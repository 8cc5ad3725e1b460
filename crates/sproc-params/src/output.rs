//! Output value resolution

use crate::binder::{Parameter, ParameterSlot};
use sproc_core::{ColumnValue, ProcError, Result, Value};
use std::marker::PhantomData;
use std::sync::Arc;
use std::sync::atomic::Ordering;

/// Read handle for an output, input/output or return-value parameter.
///
/// The handle shares the parameter's value slot and has no storage of its
/// own. It only resolves once the owning collection has been marked
/// executed.
pub struct OutputValue<T> {
    name: String,
    slot: Arc<ParameterSlot>,
    _marker: PhantomData<fn() -> T>,
}

impl<T> OutputValue<T> {
    pub(crate) fn new(parameter: &Parameter) -> Self {
        Self {
            name: parameter.name().to_string(),
            slot: parameter.slot.clone(),
            _marker: PhantomData,
        }
    }

    pub fn name(&self) -> &str {
        &self.name
    }

    /// Raw slot contents, without conversion
    pub fn raw(&self) -> Value {
        self.slot.value.read().clone()
    }
}

impl<T: ColumnValue> OutputValue<T> {
    /// Resolve the value the routine wrote.
    ///
    /// A SQL NULL resolves to `None` when `T` is an `Option`, and fails with
    /// [`ProcError::NullCoercion`] otherwise: an output is never silently
    /// defaulted.
    pub fn value(&self) -> Result<T> {
        if !self.slot.executed.load(Ordering::Acquire) {
            return Err(ProcError::NotExecuted(self.name.clone()));
        }
        let value = self.slot.value.read().clone();
        if value.is_null() {
            return T::null_value().ok_or_else(|| ProcError::NullCoercion {
                parameter: self.name.clone(),
            });
        }
        T::from_value(value)
    }
}

impl<T> Clone for OutputValue<T> {
    fn clone(&self) -> Self {
        Self {
            name: self.name.clone(),
            slot: self.slot.clone(),
            _marker: PhantomData,
        }
    }
}

impl<T> std::fmt::Debug for OutputValue<T> {
    fn fmt(&self, f: &mut std::fmt::Formatter<'_>) -> std::fmt::Result {
        f.debug_struct("OutputValue")
            .field("name", &self.name)
            .field("value", &*self.slot.value.read())
            .finish()
    }
}

impl<T> std::fmt::Display for OutputValue<T> {
    fn fmt(&self, f: &mut std::fmt::Formatter<'_>) -> std::fmt::Result {
        write!(f, "{}", self.slot.value.read())
    }
}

• _Task prompt_
Exactly the lines above from the one with "use std::sync::Arc;" to the one with "contents, without conversion", both included, are to be quoted; leave the rest out.

• _Result for this exercise_
use std::sync::Arc;
use std::sync::atomic::Ordering;

/// Read handle for an output, input/output or return-value parameter.
///
/// The handle shares the parameter's value slot and has no storage of its
/// own. It only resolves once the owning collection has been marked
/// executed.
pub struct OutputValue<T> {
    name: String,
    slot: Arc<ParameterSlot>,
    _marker: PhantomData<fn() -> T>,
}

impl<T> OutputValue<T> {
    pub(crate) fn new(parameter: &Parameter) -> Self {
        Self {
            name: parameter.name().to_string(),
            slot: parameter.slot.clone(),
            _marker: PhantomData,
        }
    }

    pub fn name(&self) -> &str {
        &self.name
    }

    /// Raw slot contents, without conversion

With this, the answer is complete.